-------- Exercise input

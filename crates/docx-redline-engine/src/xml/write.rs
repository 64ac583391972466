//! Serialization of the document tree and comments part back to
//! WordprocessingML markup.
//!
//! Untouched paragraphs and raw segments are emitted verbatim; only dirty
//! paragraphs are re-rendered from their nodes.

use html_escape::{encode_double_quoted_attribute, encode_text};

use crate::models::{CommentBody, CommentsPart, DocumentTree, InlineNode, Paragraph, Run, RevisionBlock, Segment};

const XML_DECL: &str = r#"<?xml version="1.0" encoding="UTF-8" standalone="yes"?>"#;

/// Serialize the whole body part.
pub fn write_document(tree: &DocumentTree) -> String {
    let mut out = String::new();
    for segment in tree.segments() {
        match segment {
            Segment::Raw(raw) => out.push_str(raw),
            Segment::Paragraph(para) => write_paragraph(&mut out, para),
        }
    }
    out
}

fn write_paragraph(out: &mut String, para: &Paragraph) {
    if let Some(raw) = para.source_xml() {
        out.push_str(raw);
        return;
    }
    out.push_str(para.open_tag());
    for node in para.nodes() {
        render_node(out, node);
    }
    out.push_str("</w:p>");
}

fn render_node(out: &mut String, node: &InlineNode) {
    match node {
        InlineNode::Run(run) => render_run(out, run),
        InlineNode::Deletion(block) => render_revision(out, block, "w:del", "w:delText"),
        InlineNode::Insertion(block) => render_revision(out, block, "w:ins", "w:t"),
        InlineNode::CommentRangeStart(id) => {
            out.push_str(&format!(r#"<w:commentRangeStart w:id="{id}"/>"#));
        }
        InlineNode::CommentRangeEnd(id) => {
            out.push_str(&format!(r#"<w:commentRangeEnd w:id="{id}"/>"#));
        }
        InlineNode::CommentReference(id) => {
            out.push_str(&format!(
                concat!(
                    r#"<w:r><w:rPr><w:rStyle w:val="CommentReference"/></w:rPr>"#,
                    r#"<w:commentReference w:id="{id}"/></w:r>"#
                ),
                id = id
            ));
        }
        InlineNode::Passthrough(raw) => out.push_str(raw),
    }
}

fn render_run(out: &mut String, run: &Run) {
    out.push_str("<w:r>");
    if let Some(props) = &run.props {
        out.push_str(props.as_xml());
    }
    for fragment in &run.fragments {
        render_text_carrier(out, "w:t", fragment);
    }
    out.push_str("</w:r>");
}

/// Tracked change block: a wrapper element around a single run whose text
/// carrier differs between deletions (`w:delText`) and insertions (`w:t`).
fn render_revision(out: &mut String, block: &RevisionBlock, element: &str, carrier: &str) {
    out.push_str(&format!(
        r#"<{element} w:id="{id}" w:author="{author}" w:date="{date}">"#,
        id = block.id,
        author = encode_double_quoted_attribute(&block.author),
        date = encode_double_quoted_attribute(&block.date),
    ));
    out.push_str("<w:r>");
    if let Some(props) = &block.props {
        out.push_str(props.as_xml());
    }
    render_text_carrier(out, carrier, &block.text);
    out.push_str("</w:r>");
    out.push_str(&format!("</{element}>"));
}

fn render_text_carrier(out: &mut String, carrier: &str, text: &str) {
    out.push_str(&format!(
        r#"<{carrier} xml:space="preserve">{text}</{carrier}>"#,
        text = encode_text(text),
    ));
}

/// Serialize the comments part. An existing part is appended to in place;
/// a missing part gets a fresh skeleton.
pub fn write_comments(part: &CommentsPart) -> String {
    let mut rendered = String::new();
    for body in part.bodies() {
        render_comment_body(&mut rendered, body);
    }

    match part.existing_xml() {
        Some(existing) => match insert_before_root_close(existing, &rendered) {
            Some(updated) => updated,
            // Root close tag not found; leave the part as it was.
            None => existing.to_string(),
        },
        None => format!(
            concat!(
                "{decl}",
                r#"<w:comments xmlns:w="http://schemas.openxmlformats.org/wordprocessingml/2006/main""#,
                r#" xmlns:w14="http://schemas.microsoft.com/office/word/2010/wordml""#,
                r#" xmlns:w15="http://schemas.microsoft.com/office/word/2012/wordml">"#,
                "{bodies}</w:comments>"
            ),
            decl = XML_DECL,
            bodies = rendered,
        ),
    }
}

fn render_comment_body(out: &mut String, body: &CommentBody) {
    out.push_str(&format!(
        r#"<w:comment w:id="{id}" w:author="{author}" w:initials="{initials}" w:date="{date}">"#,
        id = body.id,
        author = encode_double_quoted_attribute(&body.author),
        initials = encode_double_quoted_attribute(&body.initials.to_string()),
        date = encode_double_quoted_attribute(&body.date),
    ));
    // Reference mark run, then the comment text.
    out.push_str(concat!(
        "<w:p>",
        r#"<w:r><w:rPr><w:rStyle w:val="CommentReference"/></w:rPr><w:annotationRef/></w:r>"#,
    ));
    out.push_str("<w:r>");
    render_text_carrier(out, "w:t", &body.text);
    out.push_str("</w:r></w:p></w:comment>");
}

/// Insert `fragment` immediately before the document's root closing tag.
/// A self-closing root is expanded first. Returns `None` when no insertion
/// point can be found.
pub(crate) fn insert_before_root_close(xml: &str, fragment: &str) -> Option<String> {
    if let Some(pos) = xml.rfind("</") {
        let mut out = String::with_capacity(xml.len() + fragment.len());
        out.push_str(&xml[..pos]);
        out.push_str(fragment);
        out.push_str(&xml[pos..]);
        return Some(out);
    }

    // Self-closing root: `<name .../>` becomes `<name ...>fragment</name>`.
    let close = xml.rfind("/>")?;
    let open = xml[..close].rfind('<')?;
    let name: String = xml[open + 1..]
        .chars()
        .take_while(|c| !c.is_whitespace() && *c != '/' && *c != '>')
        .collect();
    let mut out = String::with_capacity(xml.len() + fragment.len() + name.len() + 3);
    out.push_str(&xml[..close]);
    out.push('>');
    out.push_str(fragment);
    out.push_str(&format!("</{name}>"));
    out.push_str(&xml[close + 2..]);
    Some(out)
}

----------------

◆ **What you should do**
The answer must be every line of the records above that holds the word "office".

◆ **Result for this exercise**
                r#" xmlns:w14="http://schemas.microsoft.com/office/word/2010/wordml""#,
                r#" xmlns:w15="http://schemas.microsoft.com/office/word/2012/wordml">"#,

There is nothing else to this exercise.